■ **EXERCISE DETAILS**:
Each line of the listing that includes the string "range" needs to be located and copied.

■ **PROVIDED ENTRIES**:

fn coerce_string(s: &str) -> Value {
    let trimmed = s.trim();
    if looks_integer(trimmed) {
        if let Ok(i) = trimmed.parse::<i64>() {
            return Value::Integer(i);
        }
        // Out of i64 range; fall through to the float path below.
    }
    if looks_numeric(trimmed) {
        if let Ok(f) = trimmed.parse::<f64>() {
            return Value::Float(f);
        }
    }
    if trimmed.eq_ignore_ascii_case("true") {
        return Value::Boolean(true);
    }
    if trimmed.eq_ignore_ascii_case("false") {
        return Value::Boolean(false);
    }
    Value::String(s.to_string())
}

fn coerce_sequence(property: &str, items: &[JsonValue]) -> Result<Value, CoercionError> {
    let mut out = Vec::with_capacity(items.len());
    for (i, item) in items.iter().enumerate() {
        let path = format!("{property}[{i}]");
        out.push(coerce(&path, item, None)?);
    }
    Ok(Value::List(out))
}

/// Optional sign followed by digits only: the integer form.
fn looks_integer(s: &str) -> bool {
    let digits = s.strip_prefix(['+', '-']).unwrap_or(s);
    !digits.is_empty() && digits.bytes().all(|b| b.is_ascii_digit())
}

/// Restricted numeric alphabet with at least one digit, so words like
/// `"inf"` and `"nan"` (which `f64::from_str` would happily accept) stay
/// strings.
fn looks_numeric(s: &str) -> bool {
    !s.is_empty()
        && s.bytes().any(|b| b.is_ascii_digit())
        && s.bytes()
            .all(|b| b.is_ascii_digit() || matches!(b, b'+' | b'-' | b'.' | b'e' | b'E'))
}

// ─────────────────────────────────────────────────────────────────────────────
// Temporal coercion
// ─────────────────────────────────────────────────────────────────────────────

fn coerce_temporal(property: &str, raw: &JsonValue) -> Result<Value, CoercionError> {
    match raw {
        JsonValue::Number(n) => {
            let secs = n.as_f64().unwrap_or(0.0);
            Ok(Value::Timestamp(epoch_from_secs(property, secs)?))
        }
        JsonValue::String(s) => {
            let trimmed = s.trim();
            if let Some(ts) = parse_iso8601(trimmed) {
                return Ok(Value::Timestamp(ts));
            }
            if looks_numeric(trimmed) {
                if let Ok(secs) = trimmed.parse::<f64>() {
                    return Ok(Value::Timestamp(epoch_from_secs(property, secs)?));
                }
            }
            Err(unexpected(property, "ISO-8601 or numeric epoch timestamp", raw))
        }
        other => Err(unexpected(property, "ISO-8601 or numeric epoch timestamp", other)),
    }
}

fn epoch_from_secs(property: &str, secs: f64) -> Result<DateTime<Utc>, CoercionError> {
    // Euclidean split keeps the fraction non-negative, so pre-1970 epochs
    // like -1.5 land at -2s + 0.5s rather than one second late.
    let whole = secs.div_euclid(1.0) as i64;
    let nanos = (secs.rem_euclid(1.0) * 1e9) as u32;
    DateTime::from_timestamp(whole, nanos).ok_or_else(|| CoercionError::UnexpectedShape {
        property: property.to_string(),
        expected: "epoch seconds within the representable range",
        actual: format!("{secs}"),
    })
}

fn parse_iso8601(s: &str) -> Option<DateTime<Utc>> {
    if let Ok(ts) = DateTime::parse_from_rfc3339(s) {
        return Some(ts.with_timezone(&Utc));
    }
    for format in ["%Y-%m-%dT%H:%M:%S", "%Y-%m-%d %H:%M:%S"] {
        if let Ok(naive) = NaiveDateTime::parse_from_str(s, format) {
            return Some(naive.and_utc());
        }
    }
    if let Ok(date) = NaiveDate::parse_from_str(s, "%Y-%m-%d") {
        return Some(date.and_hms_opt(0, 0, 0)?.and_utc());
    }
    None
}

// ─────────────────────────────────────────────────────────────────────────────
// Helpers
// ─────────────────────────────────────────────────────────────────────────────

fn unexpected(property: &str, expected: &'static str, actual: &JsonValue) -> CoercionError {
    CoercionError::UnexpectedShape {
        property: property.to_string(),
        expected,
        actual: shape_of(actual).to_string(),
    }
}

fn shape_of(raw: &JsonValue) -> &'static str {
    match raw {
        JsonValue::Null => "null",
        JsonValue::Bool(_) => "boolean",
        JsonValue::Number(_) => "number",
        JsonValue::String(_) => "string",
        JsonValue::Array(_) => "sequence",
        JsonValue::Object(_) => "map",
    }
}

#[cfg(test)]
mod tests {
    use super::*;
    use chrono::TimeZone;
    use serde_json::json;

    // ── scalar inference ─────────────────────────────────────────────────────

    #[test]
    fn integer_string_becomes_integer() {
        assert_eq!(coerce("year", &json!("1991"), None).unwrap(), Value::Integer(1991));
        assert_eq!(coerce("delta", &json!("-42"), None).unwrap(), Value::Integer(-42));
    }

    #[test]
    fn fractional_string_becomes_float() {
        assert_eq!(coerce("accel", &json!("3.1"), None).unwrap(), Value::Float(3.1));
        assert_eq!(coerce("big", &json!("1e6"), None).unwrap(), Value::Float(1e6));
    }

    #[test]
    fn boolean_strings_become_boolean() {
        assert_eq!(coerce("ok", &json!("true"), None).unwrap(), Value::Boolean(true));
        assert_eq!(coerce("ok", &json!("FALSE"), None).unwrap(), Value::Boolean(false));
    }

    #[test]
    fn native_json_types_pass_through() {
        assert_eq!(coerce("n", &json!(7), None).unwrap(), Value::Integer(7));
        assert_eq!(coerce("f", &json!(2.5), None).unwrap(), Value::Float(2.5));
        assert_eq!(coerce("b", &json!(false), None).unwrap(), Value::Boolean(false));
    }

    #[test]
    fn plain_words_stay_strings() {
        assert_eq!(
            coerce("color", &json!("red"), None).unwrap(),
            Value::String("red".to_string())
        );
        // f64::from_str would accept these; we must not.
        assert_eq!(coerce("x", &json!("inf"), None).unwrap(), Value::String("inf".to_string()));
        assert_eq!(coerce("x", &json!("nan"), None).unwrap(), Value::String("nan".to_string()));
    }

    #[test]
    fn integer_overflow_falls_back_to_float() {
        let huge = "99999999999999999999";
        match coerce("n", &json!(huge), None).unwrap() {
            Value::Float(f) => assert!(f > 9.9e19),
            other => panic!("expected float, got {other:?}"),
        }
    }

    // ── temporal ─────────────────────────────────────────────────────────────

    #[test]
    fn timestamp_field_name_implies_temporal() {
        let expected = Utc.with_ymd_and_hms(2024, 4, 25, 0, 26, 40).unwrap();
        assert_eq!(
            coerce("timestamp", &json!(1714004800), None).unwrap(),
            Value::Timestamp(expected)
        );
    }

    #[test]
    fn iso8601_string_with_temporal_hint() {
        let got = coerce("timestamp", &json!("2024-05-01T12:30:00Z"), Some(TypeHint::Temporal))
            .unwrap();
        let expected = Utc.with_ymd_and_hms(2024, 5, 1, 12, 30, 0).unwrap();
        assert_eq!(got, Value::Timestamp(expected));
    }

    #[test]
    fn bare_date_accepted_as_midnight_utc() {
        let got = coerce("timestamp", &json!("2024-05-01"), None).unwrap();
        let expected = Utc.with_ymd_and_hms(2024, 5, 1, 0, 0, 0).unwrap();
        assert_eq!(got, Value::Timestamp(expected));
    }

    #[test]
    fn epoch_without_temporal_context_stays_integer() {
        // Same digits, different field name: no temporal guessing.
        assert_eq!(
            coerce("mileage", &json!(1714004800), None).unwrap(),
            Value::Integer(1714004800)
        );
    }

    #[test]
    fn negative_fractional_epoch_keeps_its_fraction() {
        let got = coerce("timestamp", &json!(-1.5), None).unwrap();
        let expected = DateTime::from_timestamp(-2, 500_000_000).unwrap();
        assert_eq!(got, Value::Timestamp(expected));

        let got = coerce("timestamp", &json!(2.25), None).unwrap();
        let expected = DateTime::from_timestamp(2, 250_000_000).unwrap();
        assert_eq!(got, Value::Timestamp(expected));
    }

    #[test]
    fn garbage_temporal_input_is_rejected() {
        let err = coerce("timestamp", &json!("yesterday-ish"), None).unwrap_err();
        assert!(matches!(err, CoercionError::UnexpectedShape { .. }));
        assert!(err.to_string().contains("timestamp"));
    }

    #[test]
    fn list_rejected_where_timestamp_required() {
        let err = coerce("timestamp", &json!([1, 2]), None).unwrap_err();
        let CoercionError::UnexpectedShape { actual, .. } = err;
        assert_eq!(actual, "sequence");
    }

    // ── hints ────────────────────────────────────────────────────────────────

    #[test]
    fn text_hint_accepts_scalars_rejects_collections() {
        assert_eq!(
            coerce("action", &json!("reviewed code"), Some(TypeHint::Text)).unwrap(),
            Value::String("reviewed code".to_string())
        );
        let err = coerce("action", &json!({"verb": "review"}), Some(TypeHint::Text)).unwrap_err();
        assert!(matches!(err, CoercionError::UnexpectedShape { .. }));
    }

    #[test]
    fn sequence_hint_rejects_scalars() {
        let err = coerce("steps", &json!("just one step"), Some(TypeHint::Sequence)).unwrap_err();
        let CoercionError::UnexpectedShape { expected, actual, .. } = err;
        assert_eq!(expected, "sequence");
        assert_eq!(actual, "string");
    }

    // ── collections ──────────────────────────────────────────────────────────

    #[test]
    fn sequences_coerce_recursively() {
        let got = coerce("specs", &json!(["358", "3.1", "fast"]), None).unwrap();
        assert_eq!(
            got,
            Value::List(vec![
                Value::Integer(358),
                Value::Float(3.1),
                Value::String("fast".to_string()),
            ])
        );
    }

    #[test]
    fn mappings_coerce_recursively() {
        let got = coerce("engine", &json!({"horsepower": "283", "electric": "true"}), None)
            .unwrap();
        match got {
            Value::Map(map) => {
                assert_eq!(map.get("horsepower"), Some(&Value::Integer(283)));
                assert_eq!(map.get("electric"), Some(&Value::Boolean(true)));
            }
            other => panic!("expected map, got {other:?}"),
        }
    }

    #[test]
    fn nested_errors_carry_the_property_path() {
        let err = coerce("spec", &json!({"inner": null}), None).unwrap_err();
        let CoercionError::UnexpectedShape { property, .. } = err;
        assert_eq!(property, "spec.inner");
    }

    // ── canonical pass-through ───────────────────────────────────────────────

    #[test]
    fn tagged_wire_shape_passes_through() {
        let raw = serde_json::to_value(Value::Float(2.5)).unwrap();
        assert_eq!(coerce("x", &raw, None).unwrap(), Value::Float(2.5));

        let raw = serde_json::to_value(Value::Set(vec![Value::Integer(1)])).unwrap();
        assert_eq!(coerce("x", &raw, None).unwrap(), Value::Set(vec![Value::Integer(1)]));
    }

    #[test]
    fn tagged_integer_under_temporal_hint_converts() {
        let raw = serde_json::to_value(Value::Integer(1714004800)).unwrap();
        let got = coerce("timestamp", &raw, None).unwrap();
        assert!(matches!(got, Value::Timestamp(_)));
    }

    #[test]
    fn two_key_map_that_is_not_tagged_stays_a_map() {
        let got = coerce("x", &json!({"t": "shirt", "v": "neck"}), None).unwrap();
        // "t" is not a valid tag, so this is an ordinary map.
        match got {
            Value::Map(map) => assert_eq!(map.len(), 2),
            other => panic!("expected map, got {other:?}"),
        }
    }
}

■ **ANSWER BOX**:
        // Out of i64 range; fall through to the float path below.
        expected: "epoch seconds within the representable range",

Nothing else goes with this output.